Città della Spezia, 23 aprile 2017 – Agostino Ruggero Grasso, per tutti “Gustinoli”, è nato a Monterosso nel 1925, da genitori pescatori. A 19 anni, nei primissimi mesi del 1944, divenne partigiano, nome di battaglia “Tino”. Quando nacque la sua “scelta morale”, il suo personale “ardir”? Leggiamo le sue parole: “Avevo un debole per l’opera, davano la Tosca al Monteverdi, cantava il grande tenore Mario Filippeschi… c’erano i giovani della Repubblica di Salò che facevano i gradassi e i prepotenti… ho sentito una grande rabbia… non mi andava giù la negazione della libertà, la mia fu una reazione spontanea contro l’autoritarismo”. Fu Giovanbattista Nicora, comunista del CLN, a contattarlo per diventare staffetta. “Gustinoli” era mazziniano: “Nel dopoguerra fui sempre iscritto al Partito repubblicano, fino a quando non si schierò con Berlusconi… da allora sono un repubblicano di sinistra senza tessera”.

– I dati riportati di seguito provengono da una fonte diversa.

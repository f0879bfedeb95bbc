//! Storage layer: tabular sources in (CSV, Parquet, NDJSON, XLSX), classified records out (Parquet).

mod error;
pub use error::StoreError;

pub mod export;
pub mod rows;
pub mod source;

pub use export::{records_to_batch, write_parquet};
pub use rows::rows_from_batches;
pub use source::{
    SourceFormat, load_rows, read_csv, read_ndjson, read_parquet, read_source,
    read_xlsx,
};
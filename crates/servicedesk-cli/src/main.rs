mod display;

use std::ops::Range;
use std::path::{Path, PathBuf};

use anyhow::Context;
use clap::{Parser, Subcommand};
use servicedesk_core::{ClassifiedRecord, ExtraField, IngestConfig};
use servicedesk_engine::Session;
use tracing::{info, warn};
use tracing_subscriber::EnvFilter;

/// Classify customer-service records and draft replies.
#[derive(Parser)]
#[command(name = "servicedesk", version, about)]
struct Cli {
    /// JSON ingest config (column names, sentinel status).
    #[arg(long, global = true, env = "SERVICEDESK_CONFIG")]
    config: Option<PathBuf>,

    /// Upstream status meaning "Case Type is already authoritative".
    #[arg(long, global = true, env = "SERVICEDESK_SENTINEL")]
    sentinel: Option<String>,

    #[command(subcommand)]
    command: Command,
}

#[derive(Subcommand)]
enum Command {
    /// Classify every row and print the record table.
    Classify {
        /// Source files (.csv, .parquet, .ndjson), loaded in order.
        #[arg(required = true)]
        files: Vec<PathBuf>,
        /// Close the record at this index before printing (repeatable).
        #[arg(long)]
        close: Vec<usize>,
        /// Print records as JSON instead of a table.
        #[arg(long)]
        json: bool,
    },
    /// Print one record as a card.
    Show {
        #[arg(required = true)]
        files: Vec<PathBuf>,
        #[arg(long)]
        index: usize,
    },
    /// Render the reply for one record.
    Reply {
        #[arg(required = true)]
        files: Vec<PathBuf>,
        #[arg(long)]
        index: usize,
        /// Incident location.
        #[arg(long)]
        coords: Option<String>,
        /// Customer name.
        #[arg(long)]
        name: Option<String>,
        /// Customer contact number.
        #[arg(long)]
        contact: Option<String>,
        /// Request number for service requests.
        #[arg(long)]
        request_number: Option<String>,
        /// Print only the reply text, for piping into a clipboard tool.
        #[arg(long)]
        raw: bool,
        /// Print the preview as JSON.
        #[arg(long, conflicts_with = "raw")]
        json: bool,
    },
    /// Write classified records to a Parquet file.
    Export {
        #[arg(required = true)]
        files: Vec<PathBuf>,
        #[arg(long)]
        out: PathBuf,
        #[arg(long)]
        close: Vec<usize>,
    },
}

fn main() -> anyhow::Result<()> {
    tracing_subscriber::fmt()
        .with_env_filter(
            EnvFilter::try_from_default_env().unwrap_or_else(|_| EnvFilter::new("info")),
        )
        .with_writer(std::io::stderr)
        .init();

    let cli = Cli::parse();
    info!("servicedesk v{}", env!("CARGO_PKG_VERSION"));

    let config = resolve_config(cli.config.as_deref(), cli.sentinel)?;

    match cli.command {
        Command::Classify { files, close, json } => {
            let mut session = load_session(&files, config)?;
            close_all(&mut session, &close)?;
            if json {
                println!("{}", serde_json::to_string_pretty(session.records())?);
            } else {
                print_table(session.records())?;
                println!();
                display::print_summary(&session.summary(), session.sources());
            }
        }
        Command::Show { files, index } => {
            let session = load_session(&files, config)?;
            display::print_record_card(index, session.record(index)?);
        }
        Command::Reply {
            files,
            index,
            coords,
            name,
            contact,
            request_number,
            raw,
            json,
        } => {
            let mut session = load_session(&files, config)?;
            let used = servicedesk_engine::placeholders(&session.record(index)?.category);
            let inputs = [
                (ExtraField::Coords, coords),
                (ExtraField::Name, name),
                (ExtraField::Contact, contact),
                (ExtraField::RequestNumber, request_number),
            ];
            for (field, value) in inputs {
                if let Some(value) = value {
                    if !used.contains(&field.key()) {
                        warn!(field = field.key(), index, "field not used by this record's reply");
                    }
                    session.set_field(index, field, value)?;
                }
            }

            let preview = session.reply_preview(index)?;
            if raw {
                println!("{}", preview.text);
            } else if json {
                let prompts: serde_json::Map<String, serde_json::Value> = preview
                    .prompts
                    .iter()
                    .map(|(f, v)| (f.key().to_string(), v.clone().into()))
                    .collect();
                let out = serde_json::json!({
                    "index": preview.index,
                    "category": preview.category,
                    "status": preview.status,
                    "fields": prompts,
                    "reply": preview.text,
                });
                println!("{}", serde_json::to_string_pretty(&out)?);
            } else {
                display::print_reply_preview(&preview);
            }
        }
        Command::Export { files, out, close } => {
            let mut session = load_session(&files, config)?;
            close_all(&mut session, &close)?;
            let batch = servicedesk_store::records_to_batch(session.records())?;
            servicedesk_store::write_parquet(&out, &batch)
                .with_context(|| format!("writing {}", out.display()))?;
            eprintln!("  Exported {} records to {}", batch.num_rows(), out.display());
        }
    }

    Ok(())
}

/// Config file (if any), then the sentinel override.
fn resolve_config(path: Option<&Path>, sentinel: Option<String>) -> anyhow::Result<IngestConfig> {
    let config = match path {
        Some(p) => IngestConfig::from_json_file(p)
            .with_context(|| format!("loading config {}", p.display()))?,
        None => IngestConfig::default(),
    };
    Ok(match sentinel {
        Some(s) => config.with_sentinel(s),
        None => config,
    })
}

/// Load each file in order into a fresh session.
fn load_session(files: &[PathBuf], config: IngestConfig) -> anyhow::Result<Session> {
    let mut session = Session::new(config);
    for path in files {
        load_into(&mut session, path)?;
    }
    Ok(session)
}

/// Parse a whole file, then ingest it. A file that fails to parse leaves the
/// session as it was.
fn load_into(session: &mut Session, path: &Path) -> anyhow::Result<Range<usize>> {
    let rows = servicedesk_store::load_rows(path, session.config())
        .with_context(|| format!("reading {}", path.display()))?;
    let name = path
        .file_name()
        .map(|n| n.to_string_lossy().into_owned())
        .unwrap_or_else(|| path.display().to_string());
    Ok(session.ingest_batch(name, &rows))
}

fn close_all(session: &mut Session, indices: &[usize]) -> anyhow::Result<()> {
    for &index in indices {
        session.close(index)?;
    }
    Ok(())
}

fn print_table(records: &[ClassifiedRecord]) -> anyhow::Result<()> {
    let shortened: Vec<ClassifiedRecord> = records
        .iter()
        .map(|r| ClassifiedRecord {
            source_text: display::truncate_text(&r.source_text),
            ..r.clone()
        })
        .collect();
    let batch = servicedesk_store::records_to_batch(&shortened)?;
    println!("{}", arrow::util::pretty::pretty_format_batches(&[batch])?);
    Ok(())
}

Ho ascoltato i suoi ricordi in una cantina di Monterosso, davanti a un bicchiere di sciacchetrà e a un piatto di acciughe offerti da amici generosi: “Portavo i messaggi a ‘Farinata degli Uberti’, non ho mai saputo il suo vero nome, so che era un maresciallo di Marina. Potevo muovermi liberamente perché non ero un renitente alla leva come altri partigiani, ero troppo giovane. Facevo parte della ‘Brigata Costiera’, poi passai alla ‘Brigata Gramsci’, il mio comandante fu Silvio Mari”.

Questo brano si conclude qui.